Training servers start from port 50051, evaluation servers from port 40051.

### Running Training

```bash
python -m experimentation.train --experiment-name <experiment-name>

# Local debug mode (single env runner)
python -m experimentation.train --experiment-name <experiment-name> --debug
```

## Visualizing a Policy

Note: these steps assume you're working out of this repository. If you've pip-installed the package, you'll need to create your own script to load and execute the policy.

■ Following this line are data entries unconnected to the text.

//! Demo roster generation
//!
//! Produces a plausible city-wide facility roster for trying the advisor out
//! without a connection to the statistics provider.

use crate::facility::{record::FacilityRecord, roster::FacilityRoster};
use crate::redirection::compatibility::CompatibilityTable;
use rand::{prelude::*, rngs::StdRng, RngCore, SeedableRng};
use std::fmt;
use tracing::{info, warn};

/// Default city centre (Almaty)
pub const DEFAULT_CITY_CENTER: (f64, f64) = (43.238949, 76.889709);

/// Districts used for generated facilities
const DISTRICT_NAMES: &[&str] = &[
    "Alatau",
    "Almaly",
    "Auezov",
    "Bostandyk",
    "Zhetysu",
    "Medeu",
    "Nauryzbay",
    "Turksib",
];

/// Share of generated facilities that are reported without coordinates
const MISSING_COORDINATES_RATE: f64 = 0.05;

/// Generator for demo facility rosters
pub struct RosterGenerator {
    rng: Box<dyn RngCore>,
    center: (f64, f64),
    spread_degrees: f64,
    facility_types: Vec<String>,
}

impl fmt::Debug for RosterGenerator {
    fn fmt(&self, f: &mut fmt::Formatter<'_>) -> fmt::Result {
        f.debug_struct("RosterGenerator")
            .field("center", &self.center)
            .field("spread_degrees", &self.spread_degrees)
            .field("facility_types", &self.facility_types)
            .finish()
    }
}

impl Default for RosterGenerator {
    fn default() -> Self {
        Self::new()
    }
}

impl RosterGenerator {
    /// Create a new roster generator
    pub fn new() -> Self {
        Self::with_rng(Box::new(thread_rng()))
    }

    /// Create a new roster generator with a specific seed
    pub fn with_seed(seed: u64) -> Self {
        Self::with_rng(Box::new(StdRng::seed_from_u64(seed)))
    }

    fn with_rng(rng: Box<dyn RngCore>) -> Self {
        let facility_types = CompatibilityTable::builtin()
            .facility_types()
            .into_iter()
            .map(str::to_string)
            .collect();

        Self { rng, center: DEFAULT_CITY_CENTER, spread_degrees: 0.12, facility_types }
    }

    /// Centre facilities around another point
    pub fn with_center(mut self, latitude: f64, longitude: f64) -> Self {
        self.center = (latitude, longitude);
        self
    }

    /// Maximum coordinate offset from the centre, in degrees
    ///
    /// Non-finite values are ignored and the current spread is kept.
    pub fn with_spread(mut self, spread_degrees: f64) -> Self {
        if spread_degrees.is_finite() {
            self.spread_degrees = spread_degrees.abs();
        } else {
            warn!("Ignoring non-finite roster spread {}", spread_degrees);
        }
        self
    }

    /// Generate a roster with ids `1..=count`
    pub fn generate_roster(&mut self, count: usize) -> FacilityRoster {
        let roster =
            FacilityRoster::from_records((1..=count as u64).map(|id| self.generate_facility(id)));
        info!("Generated demo roster with {} facilities", roster.len());
        roster
    }

    /// Generate a single facility
    pub fn generate_facility(&mut self, id: u64) -> FacilityRecord {
        let facility_type = self.facility_types[self.rng.gen_range(0..self.facility_types.len())].clone();
        let district = DISTRICT_NAMES[self.rng.gen_range(0..DISTRICT_NAMES.len())];

        // Roughly a third of facilities run hot
        let occupancy_rate = if self.rng.gen_bool(0.35) {
            self.rng.gen_range(0.7..1.25)
        } else {
            self.rng.gen_range(0.2..0.7)
        };
        let beds_deployed = self.rng.gen_range(20..=600);

        let mut record = FacilityRecord::new(id, facility_type.clone(), occupancy_rate, beds_deployed)
            .with_name(format!("{} No. {}", facility_type, id))
            .with_district(district);

        if !self.rng.gen_bool(MISSING_COORDINATES_RATE) {
            let lat = self.center.0 + self.rng.gen_range(-self.spread_degrees..=self.spread_degrees);
            let lon = self.center.1 + self.rng.gen_range(-self.spread_degrees..=self.spread_degrees);
            record = record.with_coordinates(lat, lon);
        }

        record
    }
}

#[cfg(test)]
mod tests {
    use super::*;
    use crate::facility::geo::distance_between;

    #[test]
    fn test_generate_roster() {
        let mut generator = RosterGenerator::with_seed(42);
        let roster = generator.generate_roster(50);

        assert_eq!(roster.len(), 50);
        let table = CompatibilityTable::builtin();
        let known_types = table.facility_types();
        for record in roster.records() {
            assert!(known_types.contains(record.facility_type.as_str()));
            assert!(record.district_name().is_some());
            assert!(record.beds_deployed >= 20 && record.beds_deployed <= 600);
            assert!(record.occupancy_rate >= 0.2 && record.occupancy_rate < 1.25);
        }
    }

    #[test]
    fn test_seeded_generation_is_reproducible() {
        let first = RosterGenerator::with_seed(7).generate_roster(20);
        let second = RosterGenerator::with_seed(7).generate_roster(20);
        assert_eq!(first.records(), second.records());
    }

    #[test]
    fn test_facilities_stay_near_center() {
        let mut generator = RosterGenerator::with_seed(3).with_center(51.16, 71.47).with_spread(0.05);
        let roster = generator.generate_roster(30);

        for coordinates in roster.records().iter().filter_map(|r| r.coordinates()) {
            // 0.05 degrees in both axes is well under 10 km at this latitude
            assert!(distance_between((51.16, 71.47), coordinates) < 10.0);
        }
    }

    #[test]
    fn test_non_finite_spread_is_ignored() {
        let mut generator = RosterGenerator::with_seed(5)
            .with_spread(0.03)
            .with_spread(f64::NAN)
            .with_spread(f64::INFINITY);
        assert_eq!(generator.spread_degrees, 0.03);

        let roster = generator.generate_roster(25);
        assert_eq!(roster.len(), 25);
        for coordinates in roster.records().iter().filter_map(|r| r.coordinates()) {
            assert!(distance_between(DEFAULT_CITY_CENTER, coordinates) < 10.0);
        }
    }
}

1. Launch the windowed game binary (or skip this step and use `headless=False` on Linux):
   ```bash
   ./footsies_linux_windowed_9c6b36f --port 80051
   ```

2. Register your trained policy in `components/module_repository.py`:
   ```python
   FootsiesModuleSpec(
       module_name="<policy-nickname>",
       experiment_name="<experiment-name>",
       trial_id="<trial-id>",
       checkpoint_number=-1,  # -1 for latest
   )
   ```

3. Configure policies in `scripts/local_inference.py`. Set `"p1"` to `"human"` to play against the AI (requires `pygame`).

## Project Structure

```
FootsiesGym/
├── footsiesgym/           # Installable package
│   ├── footsies/          # Core environment, encoder, gRPC client
│   ├── binary_manager.py  # Binary download and hash verification
│   └── __init__.py        # Package entry point with make()
├── experimentation/       # Training configurations and scripts
├── binaries/              # Game server binaries (downloaded automatically)
├── callbacks/             # RLlib callbacks
├── components/            # Module repository for policy management
├── models/                # Neural network architectures
├── scripts/               # Server launch and inference scripts
├── testing/               # Tests
└── utils/                 # Utility functions
```

## Development

### gRPC / Protobuf Updates

If updating the proto definitions:

```bash
# Generate Python files
python -m grpc_tools.protoc -I. --python_out=. --grpc_python_out=. footsiesgym/footsies/game/proto/footsies_service.proto
```

### Running Tests

```bash
pip install -e ".[dev]"
pytest
```

## License

This project is based on the open-source Footsies game by HiFight. See the original game's license for details.